Global Settings
When the API is first started, it first reads in a global settings file from ./settings.yaml
.
You can override this location by setting the system environment variable PROTARI_SETTINGS_PATH
.
The settings file tells the API where to find the data, the dataset configuration files, parameters used for perturbations, and how to authorize users. The file may be in either yaml or json format.
An example is:
dataset_config_path: ./dataset_config
logging_config_path: ./logging_config.yaml
validate_on_startup: true
log_attributes:
- remote_addr
log_headers:
- X-Forwarded-For
base_url: https://protari.example.com/api/v1
organization:
name: Sample
title: Sample organization
description: A description to include in every json-formatted API output.
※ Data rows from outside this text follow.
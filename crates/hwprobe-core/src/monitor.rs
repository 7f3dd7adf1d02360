//! Periodic per-core frequency sampling.

use crate::cpu::{khz_to_mhz, parse_core_count};
use crate::paths;
use crate::privileged::shell_quote;
use crate::publish::{Delivery, ResultPublisher};
use crate::reader::read_int;
use crate::Prober;
use serde::Serialize;
use std::sync::Arc;
use std::time::Duration;
use tokio::sync::watch;
use tokio::task::JoinHandle;
use tracing::{debug, warn};

/// Default sampling interval.
pub const DEFAULT_INTERVAL: Duration = Duration::from_millis(2000);

/// One core's sampled state. Unreadable values are `0` / `"0"`.
#[derive(Debug, Clone, PartialEq, Eq, Serialize)]
pub struct CpuCore {
    pub core: usize,
    /// Current frequency in kHz.
    pub current: i64,
    /// Maximum frequency in kHz.
    pub max: i64,
    pub governor: String,
}

impl CpuCore {
    /// A core with nothing read yet, or offline.
    pub fn idle(core: usize) -> Self {
        Self {
            core,
            current: 0,
            max: 0,
            governor: "0".to_string(),
        }
    }

    fn from_parts(
        core: usize,
        current: Option<&str>,
        max: Option<&str>,
        governor: Option<&str>,
    ) -> Self {
        Self {
            core,
            current: current.and_then(|v| v.trim().parse().ok()).unwrap_or(0),
            max: max.and_then(|v| v.trim().parse().ok()).unwrap_or(0),
            governor: governor
                .map(str::trim)
                .filter(|g| !g.is_empty())
                .unwrap_or("0")
                .to_string(),
        }
    }
}

impl std::fmt::Display for CpuCore {
    fn fmt(&self, f: &mut std::fmt::Formatter<'_>) -> std::fmt::Result {
        let mhz = |v: i64| khz_to_mhz(&v.to_string()).unwrap_or_else(|| "0 MHz".to_string());
        write!(
            f,
            "cpu{}: {} / {} ({})",
            self.core,
            mhz(self.current),
            mhz(self.max),
            self.governor
        )
    }
}

/// Shell script printing `"<cur> <max> <governor>"` for each core, one line
/// per core, `0 0 0` for cores without cpufreq.
pub fn batch_script(core_count: usize) -> String {
    let cat = |path: String| format!("$(cat {} 2>/dev/null || echo 0)", shell_quote(&path));
    (0..core_count)
        .map(|core| {
            format!(
                "if [ -d {} ]; then echo \"{} {} {}\"; else echo \"0 0 0\"; fi",
                shell_quote(&paths::core_cpufreq(core)),
                cat(paths::freq_current(core)),
                cat(paths::freq_max(core)),
                cat(paths::governor(core)),
            )
        })
        .collect::<Vec<_>>()
        .join("\n")
}

/// Parses [`batch_script`] output. Missing lines yield idle cores.
pub fn parse_batch_output(output: &str, core_count: usize) -> Vec<CpuCore> {
    let mut lines = output.lines().filter(|l| !l.trim().is_empty());
    (0..core_count)
        .map(|core| match lines.next() {
            Some(line) => {
                let mut parts = line.split_whitespace();
                CpuCore::from_parts(core, parts.next(), parts.next(), parts.next())
            }
            None => CpuCore::idle(core),
        })
        .collect()
}

/// Samples every core's current/max frequency and governor.
pub struct CoreMonitor {
    prober: Arc<Prober>,
    core_count: usize,
}

impl CoreMonitor {
    /// Creates a monitor, reading the core count once.
    pub fn new(prober: Arc<Prober>) -> Self {
        let core_count = prober
            .reader()
            .read(paths::PATH_CPU_PRESENT)
            .and_then(|content| parse_core_count(&content))
            .and_then(|count| usize::try_from(count).ok())
            .unwrap_or(1);
        Self::with_core_count(prober, core_count)
    }

    pub fn with_core_count(prober: Arc<Prober>, core_count: usize) -> Self {
        Self { prober, core_count }
    }

    pub fn core_count(&self) -> usize {
        self.core_count
    }

    /// True if any per-core file is unreadable directly and root is usable.
    pub fn should_use_root(&self) -> bool {
        if !self.prober.privilege_available() {
            return false;
        }
        let reader = self.prober.reader();
        (0..self.core_count)
            .filter(|core| reader.exists(&paths::core_cpufreq(*core)))
            .flat_map(|core| {
                [
                    paths::freq_current(core),
                    paths::freq_max(core),
                    paths::freq_min(core),
                    paths::governor(core),
                ]
            })
            .any(|path| reader.read(&path).is_none())
    }

    /// Takes one sample of every core.
    pub async fn sample(&self) -> Vec<CpuCore> {
        if self.should_use_root() {
            if let Some(cores) = self.sample_privileged().await {
                return cores;
            }
        }
        self.sample_direct()
    }

    async fn sample_privileged(&self) -> Option<Vec<CpuCore>> {
        let script = batch_script(self.core_count);
        let Some(handle) = self.prober.privileged().executor().execute(&script) else {
            warn!("Could not run core sampling script, reading directly");
            return None;
        };
        let output = handle.collect().await;
        output.exit_code?;
        Some(parse_batch_output(&output.text(), self.core_count))
    }

    fn sample_direct(&self) -> Vec<CpuCore> {
        let reader = self.prober.reader();
        (0..self.core_count)
            .map(|core| {
                if !reader.exists(&paths::core_cpufreq(core)) {
                    return CpuCore::idle(core);
                }
                // INVALID reads clamp to the idle 0.
                CpuCore {
                    core,
                    current: read_int(reader, &paths::freq_current(core)).max(0),
                    max: read_int(reader, &paths::freq_max(core)).max(0),
                    governor: reader
                        .read(&paths::governor(core))
                        .filter(|g| !g.is_empty())
                        .unwrap_or_else(|| "0".to_string()),
                }
            })
            .collect()
    }

    /// Samples forever, publishing each sample to `listener`.
    ///
    /// The next sample is taken `interval` after the previous one was
    /// published. Must be called from within a Tokio runtime.
    pub fn start<F>(self, interval: Duration, listener: F, delivery: Delivery) -> MonitorHandle
    where
        F: Fn(Vec<CpuCore>) + Send + Sync + 'static,
    {
        let (stop_tx, mut stop_rx) = watch::channel(false);
        let listener = Arc::new(listener);

        let task = tokio::spawn(async move {
            loop {
                let cores = self.sample().await;
                if *stop_rx.borrow() {
                    break;
                }

                let listener = Arc::clone(&listener);
                ResultPublisher::new(move |cores: Vec<CpuCore>| listener(cores))
                    .on(delivery.clone())
                    .publish(cores);

                tokio::select! {
                    _ = tokio::time::sleep(interval) => {}
                    _ = stop_rx.changed() => break,
                }
            }
            debug!("Core monitor stopped");
        });

        MonitorHandle {
            stop: stop_tx,
            task,
        }
    }
}

/// Running monitor. Dropping it stops the loop too.
pub struct MonitorHandle {
    stop: watch::Sender<bool>,
    task: JoinHandle<()>,
}

impl MonitorHandle {
    /// Signals the loop to end. A sample in progress is discarded.
    pub fn stop(&self) {
        let _ = self.stop.send(true);
    }

    pub fn is_finished(&self) -> bool {
        self.task.is_finished()
    }

    /// Stops the loop and waits for it to exit.
    pub async fn join(self) {
        self.stop();
        if let Err(e) = self.task.await {
            warn!("Core monitor task failed: {}", e);
        }
    }
}

#[cfg(test)]
mod tests {
    use super::*;
    use crate::testing::{MemoryReader, ScriptedExecutor};
    use std::sync::Mutex;

    fn two_core_reader() -> MemoryReader {
        MemoryReader::new()
            .with_file(paths::PATH_CPU_PRESENT, "0-1")
            .with_file(&paths::freq_current(0), "800000")
            .with_file(&paths::freq_max(0), "1400000")
            .with_file(&paths::freq_min(0), "200000")
            .with_file(&paths::governor(0), "schedutil")
    }

    #[test]
    fn test_batch_script_shape() {
        let script = batch_script(2);
        let lines: Vec<&str> = script.lines().collect();
        assert_eq!(lines.len(), 2);
        assert!(lines[1].starts_with("if [ -d '/sys/devices/system/cpu/cpu1/cpufreq' ]"));
        assert!(lines[1].contains("scaling_governor"));
        assert!(lines[1].ends_with("else echo \"0 0 0\"; fi"));
    }

    #[test]
    fn test_parse_batch_output() {
        let cores = parse_batch_output("162000 1890000 interactive\n0 0 0\n", 3);
        assert_eq!(cores[0].current, 162000);
        assert_eq!(cores[0].max, 1890000);
        assert_eq!(cores[0].governor, "interactive");
        assert_eq!(cores[1], CpuCore::idle(1));
        assert_eq!(cores[2], CpuCore::idle(2));
    }

    #[test]
    fn test_display() {
        let core = CpuCore {
            core: 3,
            current: 800000,
            max: 1400000,
            governor: "schedutil".to_string(),
        };
        assert_eq!(core.to_string(), "cpu3: 800 MHz / 1400 MHz (schedutil)");
    }

    #[tokio::test]
    async fn test_sample_direct() {
        let prober = Arc::new(Prober::new(
            Arc::new(two_core_reader()),
            Arc::new(ScriptedExecutor::unavailable()),
        ));
        let monitor = CoreMonitor::new(prober);
        assert_eq!(monitor.core_count(), 2);
        assert!(!monitor.should_use_root());

        let cores = monitor.sample().await;
        assert_eq!(cores[0].current, 800000);
        assert_eq!(cores[0].governor, "schedutil");
        assert_eq!(cores[1], CpuCore::idle(1));
    }

    #[tokio::test]
    async fn test_sample_direct_unparseable_is_zero() {
        let reader = MemoryReader::new()
            .with_file(paths::PATH_CPU_PRESENT, "0")
            .with_file(&paths::freq_current(0), "<unsupported>")
            .with_file(&paths::freq_max(0), "1400000");
        let prober = Arc::new(Prober::new(
            Arc::new(reader),
            Arc::new(ScriptedExecutor::unavailable()),
        ));

        let cores = CoreMonitor::new(prober).sample().await;
        assert_eq!(cores.len(), 1);
        assert_eq!(cores[0].current, 0);
        assert_eq!(cores[0].max, 1400000);
        assert_eq!(cores[0].governor, "0");
    }

    #[tokio::test]
    async fn test_sample_privileged_when_unreadable() {
        let reader = two_core_reader().with_dir("/sys/devices/system/cpu/cpu1/cpufreq");
        let executor = Arc::new(
            ScriptedExecutor::available()
                .with_script(&batch_script(2), "800000 1400000 schedutil\n300000 2000000 performance"),
        );
        let prober = Arc::new(Prober::new(Arc::new(reader), executor.clone()));
        let monitor = CoreMonitor::new(prober);
        assert!(monitor.should_use_root());

        let cores = monitor.sample().await;
        assert_eq!(cores[1].max, 2000000);
        assert_eq!(cores[1].governor, "performance");
        assert_eq!(executor.commands().len(), 1);
    }

    #[tokio::test]
    async fn test_start_publishes_until_stopped() {
        let prober = Arc::new(Prober::new(
            Arc::new(two_core_reader()),
            Arc::new(ScriptedExecutor::unavailable()),
        ));
        let samples = Arc::new(Mutex::new(Vec::new()));
        let sink = Arc::clone(&samples);
        let (tx, mut rx) = tokio::sync::mpsc::unbounded_channel();

        let handle = CoreMonitor::new(prober).start(
            Duration::from_millis(10),
            move |cores| {
                sink.lock().unwrap().push(cores);
                let _ = tx.send(());
            },
            Delivery::Inline,
        );

        rx.recv().await.unwrap();
        rx.recv().await.unwrap();
        handle.join().await;

        let count = samples.lock().unwrap().len();
        assert!(count >= 2);
        tokio::time::sleep(Duration::from_millis(30)).await;
        assert_eq!(samples.lock().unwrap().len(), count);
    }
}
terms: Optional terms and conditions to include in every json-formatted API output.
query_class_definitions:
aggregation:
parameters:
max_functions: 1
allowed_functions:
- sum
- mean
- count
transform_definitions:
get_aggregated_sql_data:
parameters:
url: DBTYPE://USERNAME:PASSWORD@HOSTNAME/DB_NAME
tbe_perturb:
parameters:
path: ./perturbation_data
auth_interface:
reference: protari.auth_interface.db_auth.DatabaseAuthInterface
parameters:
url: DBTYPE://USERNAME:PASSWORD@HOSTNAME/DB_NAME
qualifier_mapping:
limit: limit
permissions_post_processor:
reference: protari_api.sql_query_limiter.SqlQueryLimiter
parameters:
url: DBTYPE://USERNAME:PASSWORD@HOSTNAME/DB_NAME
table_name: query_limit
rate_limits:
limits:
aggregation:
default:
- 10/minute
includes:
- sql_tbe_pipeline
- sql_laplace_pipeline
The schema for the settings file is provided in the source code.
Environment variables
Settings values can reference environment variables as ${ENV_VAR}
. A typical use-case is
to include passwords without the need to put them directly in the file, eg:
transform_definitions:
get_aggregated_sql_data:
parameters:
url: DBTYPE://USERNAME:${DATABASE_PWD}@HOSTNAME/DB_NAME
together with the environment variable DATABASE_PWD
.
You could alternatively put the entire database URL into an environment variable, eg:
url: ${DATABASE_URL}
dataset_config_path
The path to your dataset configuration files. All json files found under this path will be read by the API and interpreted as dataset configuration files. This path is relative to the location of the settings file.
logging_config_path
The path to your logging configuration file. This path is relative to the location of the settings file.
validate_on_startup
If true (the default), all datasets will be put through a number of validation checks when the API starts up.
validate_responses
If true (the default is false), all output is validated explicitly against the API's swagger spec.
log_attributes
An optional list of attributes of Flask's request object
that you wish to include in the API's logs,
eg. to log the user's IP address (when it is not obscured by a proxy layer), include remote_addr
.
log_headers
An optional list of headers you wish to include in the API's logs, eg. User-Agent
or X-Forwarded-For
.
The X-Forwarded-For
header can be useful when a user's IP address is not available via the attribute remote_addr
.
base_url
The API's base url, eg. https://protari.example.com/api/v1
. Must include the swagger basePath.
If provided, this is returned by the API in the aggregation response. It is not used internally by Protari.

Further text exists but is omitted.